▸ **REQUIREMENT**: Your answer must be the full listing, reproduced exactly.

▸ **EXTRACTED DATA**:

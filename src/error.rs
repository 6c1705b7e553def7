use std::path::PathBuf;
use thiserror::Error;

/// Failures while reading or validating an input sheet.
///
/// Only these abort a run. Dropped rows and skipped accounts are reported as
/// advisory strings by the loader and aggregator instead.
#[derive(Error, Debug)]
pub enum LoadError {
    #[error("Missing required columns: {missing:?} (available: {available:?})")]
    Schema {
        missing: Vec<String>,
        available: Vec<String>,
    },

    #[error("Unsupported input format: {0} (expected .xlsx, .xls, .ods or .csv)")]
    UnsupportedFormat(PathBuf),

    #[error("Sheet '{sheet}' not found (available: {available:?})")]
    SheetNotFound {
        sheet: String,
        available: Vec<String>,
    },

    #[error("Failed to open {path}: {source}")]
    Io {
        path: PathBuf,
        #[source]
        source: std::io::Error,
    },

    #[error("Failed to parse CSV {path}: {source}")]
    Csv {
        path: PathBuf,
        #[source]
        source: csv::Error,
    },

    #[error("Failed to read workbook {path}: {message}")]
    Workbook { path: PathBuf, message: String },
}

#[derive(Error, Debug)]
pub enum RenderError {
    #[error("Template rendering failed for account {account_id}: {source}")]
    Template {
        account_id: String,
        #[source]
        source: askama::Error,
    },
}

▸ **ANSWER TO THE PROBLEM**:
filename src/error.rs
repository 6c1705b7e553def7
use std::path::PathBuf;
use thiserror::Error;

/// Failures while reading or validating an input sheet.
///
/// Only these abort a run. Dropped rows and skipped accounts are reported as
/// advisory strings by the loader and aggregator instead.
#[derive(Error, Debug)]
pub enum LoadError {
    #[error("Missing required columns: {missing:?} (available: {available:?})")]
    Schema {
        missing: Vec<String>,
        available: Vec<String>,
    },

    #[error("Unsupported input format: {0} (expected .xlsx, .xls, .ods or .csv)")]
    UnsupportedFormat(PathBuf),

    #[error("Sheet '{sheet}' not found (available: {available:?})")]
    SheetNotFound {
        sheet: String,
        available: Vec<String>,
    },

    #[error("Failed to open {path}: {source}")]
    Io {
        path: PathBuf,
        #[source]
        source: std::io::Error,
    },

    #[error("Failed to parse CSV {path}: {source}")]
    Csv {
        path: PathBuf,
        #[source]
        source: csv::Error,
    },

    #[error("Failed to read workbook {path}: {message}")]
    Workbook { path: PathBuf, message: String },
}

#[derive(Error, Debug)]
pub enum RenderError {
    #[error("Template rendering failed for account {account_id}: {source}")]
    Template {
        account_id: String,
        #[source]
        source: askama::Error,
    },
}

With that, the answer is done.